- [EXERCISE DETAILS]
Search the records below for the string "ToSchema", and report each line that contains it.

Stored data

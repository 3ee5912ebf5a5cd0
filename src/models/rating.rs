//! Book ratings (one per book and user)

use chrono::{DateTime, Utc};
use serde::{Deserialize, Serialize};
use sqlx::FromRow;
use utoipa::ToSchema;
use validator::Validate;

#[derive(Debug, Clone, Serialize, Deserialize, FromRow, ToSchema)]
pub struct Rating {
    pub id: i32,
    pub book_id: i32,
    pub user_id: i32,
    pub score: i16,
    pub created_at: DateTime<Utc>,
    pub updated_at: DateTime<Utc>,
}

/// Rate book request; rating again replaces the previous score
#[derive(Debug, Deserialize, Validate, ToSchema)]
pub struct RateBook {
    pub user_id: i32,
    #[validate(range(min = 1, max = 5, message = "Score must be between 1 and 5"))]
    pub score: i16,
}

/// Ratings of a book with their aggregate
#[derive(Debug, Clone, Serialize, ToSchema)]
pub struct RatingSummary {
    pub book_id: i32,
    pub count: i64,
    pub average: Option<f64>,
    pub ratings: Vec<Rating>,
}

impl RatingSummary {
    pub fn new(book_id: i32, ratings: Vec<Rating>) -> Self {
        let count = ratings.len() as i64;
        let average = (count > 0).then(|| {
            ratings.iter().map(|r| f64::from(r.score)).sum::<f64>() / count as f64
        });
        Self {
            book_id,
            count,
            average,
            ratings,
        }
    }
}

#[cfg(test)]
mod tests {
    use super::*;

    fn rating(score: i16) -> Rating {
        Rating {
            id: 1,
            book_id: 1,
            user_id: 1,
            score,
            created_at: Utc::now(),
            updated_at: Utc::now(),
        }
    }

    #[test]
    fn test_summary_average() {
        let summary = RatingSummary::new(1, vec![rating(5), rating(2), rating(2)]);
        assert_eq!(summary.count, 3);
        assert_eq!(summary.average, Some(3.0));
    }

    #[test]
    fn test_summary_empty() {
        let summary = RatingSummary::new(1, Vec::new());
        assert_eq!(summary.count, 0);
        assert_eq!(summary.average, None);
    }

    #[test]
    fn test_score_bounds() {
        assert!(RateBook { user_id: 1, score: 0 }.validate().is_err());
        assert!(RateBook { user_id: 1, score: 6 }.validate().is_err());
        assert!(RateBook { user_id: 1, score: 5 }.validate().is_ok());
    }
}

- [RESPONSE BELOW]
use utoipa::ToSchema;
#[derive(Debug, Clone, Serialize, Deserialize, FromRow, ToSchema)]
#[derive(Debug, Deserialize, Validate, ToSchema)]
#[derive(Debug, Clone, Serialize, ToSchema)]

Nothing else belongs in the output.